- _THE TASK_: Output the entries below exactly, from the first line to the line holding "so a window", both included.

- _RECORDS TO USE_:
┏━━

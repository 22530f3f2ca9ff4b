//! Realtime Store
//!
//! Holds the most recent batch for exactly one instrument model. A refresh
//! swaps the readings and the active instrument tag together, so a window
//! query never pairs one model's readings with another model's label.

use std::sync::Arc;

use arc_swap::ArcSwap;
use chrono::{DateTime, TimeDelta, Utc};

use crate::application::ports::{FetchError, FetchMode, TelemetrySourcePort};
use crate::domain::normalization::RecordNormalizer;
use crate::domain::query::QueryResult;
use crate::domain::reading::{DEFAULT_INSTRUMENT_MODEL, Reading, resolve_instrument_model};
use crate::infrastructure::metrics::{self, RefreshOutcomeLabel, StoreKind};

/// Window applied when the requested window is missing or invalid.
pub const DEFAULT_WINDOW_SECS: f64 = 5.0;

/// Use `requested` if it is a positive finite number of seconds.
#[must_use]
pub fn effective_window(requested: f64) -> f64 {
    if requested.is_finite() && requested > 0.0 {
        requested
    } else {
        DEFAULT_WINDOW_SECS
    }
}

/// Realtime refresh failure.
#[derive(Debug, Clone, PartialEq, Eq, thiserror::Error)]
pub enum RefreshError {
    /// The upstream fetch failed; the store was left unchanged.
    #[error("failed to refresh realtime readings for {instrument_model}: {source}")]
    Fetch {
        /// Instrument model the refresh was requested for.
        instrument_model: String,
        /// Underlying fetch failure.
        #[source]
        source: FetchError,
    },
}

/// One committed realtime batch and the model it belongs to.
#[derive(Debug, Clone)]
pub struct RealtimeGeneration {
    /// Active instrument tag.
    pub instrument_model: String,
    /// Readings in fetch order.
    pub readings: Vec<Reading>,
    /// When the batch was committed; `None` before the first refresh.
    pub refreshed_at: Option<DateTime<Utc>>,
}

impl Default for RealtimeGeneration {
    fn default() -> Self {
        Self {
            instrument_model: DEFAULT_INSTRUMENT_MODEL.to_string(),
            readings: Vec::new(),
            refreshed_at: None,
        }
    }
}

/// Single-tenant store of the latest readings.
pub struct RealtimeStore {
    source: Arc<dyn TelemetrySourcePort>,
    normalizer: RecordNormalizer,
    generation: ArcSwap<RealtimeGeneration>,
}

impl std::fmt::Debug for RealtimeStore {
    fn fmt(&self, f: &mut std::fmt::Formatter<'_>) -> std::fmt::Result {
        let generation = self.generation.load();
        f.debug_struct("RealtimeStore")
            .field("instrument_model", &generation.instrument_model)
            .field("readings", &generation.readings.len())
            .finish_non_exhaustive()
    }
}

impl RealtimeStore {
    /// Create an empty store tagged with the default instrument model.
    #[must_use]
    pub fn new(source: Arc<dyn TelemetrySourcePort>, normalizer: RecordNormalizer) -> Self {
        Self {
            source,
            normalizer,
            generation: ArcSwap::from_pointee(RealtimeGeneration::default()),
        }
    }

    /// Fetch the latest batch and replace the readings and tag together.
    ///
    /// Concurrent refreshes are last-write-wins.
    ///
    /// # Errors
    ///
    /// Returns `RefreshError::Fetch` if the upstream fetch fails. The store is
    /// left unchanged in that case.
    pub async fn refresh(
        &self,
        instrument_model: Option<&str>,
    ) -> Result<DateTime<Utc>, RefreshError> {
        let model = resolve_instrument_model(instrument_model);

        let raw = match self.source.fetch(FetchMode::Latest, &model).await {
            Ok(raw) => raw,
            Err(source) => {
                metrics::record_refresh(StoreKind::Realtime, RefreshOutcomeLabel::Error);
                return Err(RefreshError::Fetch {
                    instrument_model: model,
                    source,
                });
            }
        };

        let readings = self.normalizer.normalize_batch(&raw, &model);
        let count = readings.len();
        let refreshed_at = Utc::now();

        self.install(RealtimeGeneration {
            instrument_model: model,
            readings,
            refreshed_at: Some(refreshed_at),
        });
        metrics::record_accepted(StoreKind::Realtime, count);
        metrics::record_refresh(StoreKind::Realtime, RefreshOutcomeLabel::Ok);

        Ok(refreshed_at)
    }

    /// Replace the whole generation in one swap.
    pub fn install(&self, generation: RealtimeGeneration) {
        tracing::debug!(
            instrument_model = %generation.instrument_model,
            readings = generation.readings.len(),
            "Realtime generation installed"
        );
        metrics::set_store_readings(StoreKind::Realtime, generation.readings.len());
        self.generation.store(Arc::new(generation));
    }

    /// Readings no older than `window_secs` before now.
    #[must_use]
    pub fn query_recent_window(&self, instrument_model: &str, window_secs: f64) -> QueryResult {
        self.query_recent_window_at(instrument_model, window_secs, Utc::now())
    }

    /// Readings with `timestamp >= now - window_secs`.
    ///
    /// Empty with `model_mismatch` if the store holds a different model.
    /// A non-positive or non-finite window falls back to
    /// [`DEFAULT_WINDOW_SECS`].
    #[must_use]
    pub fn query_recent_window_at(
        &self,
        instrument_model: &str,
        window_secs: f64,
        now: DateTime<Utc>,
    ) -> QueryResult {
        let generation = self.generation.load();

        if generation.instrument_model != instrument_model {
            tracing::debug!(
                requested = instrument_model,
                active = %generation.instrument_model,
                "Window query for inactive instrument model"
            );
            return QueryResult::model_mismatch();
        }

        let limit = window_start(now, effective_window(window_secs));
        let matches = generation
            .readings
            .iter()
            .filter(|r| r.timestamp >= limit)
            .cloned()
            .collect();

        QueryResult::from_matches(matches)
    }

    /// The current generation.
    #[must_use]
    pub fn generation(&self) -> Arc<RealtimeGeneration> {
        self.generation.load_full()
    }

    /// The active instrument tag.
    #[must_use]
    pub fn active_instrument_model(&self) -> String {
        self.generation.load().instrument_model.clone()
    }

    /// Number of readings in the current generation.
    #[must_use]
    pub fn len(&self) -> usize {
        self.generation.load().readings.len()
    }

    /// Whether the current generation holds no readings.
    #[must_use]
    pub fn is_empty(&self) -> bool {
        self.len() == 0
    }
}

#[allow(clippy::cast_possible_truncation)]
fn window_start(now: DateTime<Utc>, window_secs: f64) -> DateTime<Utc> {
    let millis = (window_secs * 1000.0).round() as i64;
    TimeDelta::try_milliseconds(millis)
        .and_then(|delta| now.checked_sub_signed(delta))
        .unwrap_or(DateTime::<Utc>::MIN_UTC)
}

#[cfg(test)]
mod tests {
    use serde_json::json;

    use super::*;
    use crate::application::ports::MockTelemetrySourcePort;
    use crate::domain::normalization::RawRecord;
    use crate::domain::query::QueryStatus;

    fn now() -> DateTime<Utc> {
        DateTime::parse_from_rfc3339("2024-06-01T12:00:00Z")
            .unwrap()
            .with_timezone(&Utc)
    }

    fn reading(model: &str, secs_ago: i64) -> Reading {
        Reading::new(model, "A1", 3.0, now() - TimeDelta::seconds(secs_ago))
    }

    fn store_with(source: MockTelemetrySourcePort) -> RealtimeStore {
        RealtimeStore::new(Arc::new(source), RecordNormalizer::default())
    }

    fn seeded(model: &str, readings: Vec<Reading>) -> RealtimeStore {
        let store = store_with(MockTelemetrySourcePort::new());
        store.install(RealtimeGeneration {
            instrument_model: model.to_string(),
            readings,
            refreshed_at: Some(now()),
        });
        store
    }

    #[test]
    fn window_fallback() {
        assert!((effective_window(2.5) - 2.5).abs() < f64::EPSILON);
        assert!((effective_window(0.0) - DEFAULT_WINDOW_SECS).abs() < f64::EPSILON);
        assert!((effective_window(-1.0) - DEFAULT_WINDOW_SECS).abs() < f64::EPSILON);
        assert!((effective_window(f64::NAN) - DEFAULT_WINDOW_SECS).abs() < f64::EPSILON);
    }

    #[test]
    fn starts_empty_with_default_tag() {
        let store = store_with(MockTelemetrySourcePort::new());
        assert!(store.is_empty());
        assert_eq!(store.active_instrument_model(), DEFAULT_INSTRUMENT_MODEL);
        assert!(store.generation().refreshed_at.is_none());

        let result = store.query_recent_window(DEFAULT_INSTRUMENT_MODEL, 5.0);
        assert_eq!(result.status, QueryStatus::NoData);
    }

    #[tokio::test]
    async fn refresh_swaps_tag_and_readings() {
        let mut source = MockTelemetrySourcePort::new();
        source
            .expect_fetch()
            .withf(|mode, model| *mode == FetchMode::Latest && model == "WS-200")
            .times(1)
            .returning(|_, _| {
                let payload = json!({
                    "position": "N",
                    "wind_speed": 7.5,
                    "timestamp": Utc::now().to_rfc3339(),
                });
                Ok(vec![RawRecord::individual(1, payload.to_string())])
            });
        let store = store_with(source);

        let refreshed_at = store.refresh(Some("WS-200")).await.unwrap();

        let generation = store.generation();
        assert_eq!(generation.instrument_model, "WS-200");
        assert_eq!(generation.readings.len(), 1);
        assert_eq!(generation.refreshed_at, Some(refreshed_at));
        assert_eq!(generation.readings[0].instrument_model, "WS-200");
    }

    #[tokio::test]
    async fn failed_refresh_leaves_store_untouched() {
        let mut source = MockTelemetrySourcePort::new();
        source
            .expect_fetch()
            .returning(|_, _| Err(FetchError::Server { status: 502 }));
        let store = store_with(source);
        store.install(RealtimeGeneration {
            instrument_model: "WS-200".to_string(),
            readings: vec![reading("WS-200", 1)],
            refreshed_at: Some(now()),
        });

        let err = store.refresh(Some("other")).await.unwrap_err();

        assert_eq!(
            err,
            RefreshError::Fetch {
                instrument_model: "other".to_string(),
                source: FetchError::Server { status: 502 },
            }
        );
        assert_eq!(store.active_instrument_model(), "WS-200");
        assert_eq!(store.len(), 1);
    }

    #[test]
    fn window_keeps_readings_at_or_after_limit() {
        let store = seeded(
            "WS-200",
            vec![reading("WS-200", 10), reading("WS-200", 5), reading("WS-200", 2)],
        );

        let result = store.query_recent_window_at("WS-200", 5.0, now());

        assert_eq!(result.status, QueryStatus::Ok);
        assert_eq!(result.len(), 2);
    }

    #[test]
    fn invalid_window_uses_default() {
        let store = seeded("WS-200", vec![reading("WS-200", 4), reading("WS-200", 30)]);
        let result = store.query_recent_window_at("WS-200", -3.0, now());
        assert_eq!(result.len(), 1);
    }

    #[test]
    fn mismatched_model_yields_nothing() {
        let store = seeded("WS-200", vec![reading("WS-200", 1)]);

        let result = store.query_recent_window_at("WS-300", 60.0, now());

        assert!(result.is_empty());
        assert_eq!(result.status, QueryStatus::ModelMismatch);
    }

    #[test]
    fn stale_readings_yield_no_data() {
        let store = seeded("WS-200", vec![reading("WS-200", 3600)]);
        let result = store.query_recent_window_at("WS-200", 5.0, now());
        assert_eq!(result.status, QueryStatus::NoData);
    }

    #[test]
    fn huge_window_does_not_overflow() {
        let store = seeded("WS-200", vec![reading("WS-200", 3600)]);
        let result = store.query_recent_window_at("WS-200", f64::MAX, now());
        assert_eq!(result.len(), 1);
    }
}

┗━━

- _YOUR SOLUTION_:
repository 22530f3f2ca9ff4b
//! Realtime Store
//!
//! Holds the most recent batch for exactly one instrument model. A refresh
//! swaps the readings and the active instrument tag together, so a window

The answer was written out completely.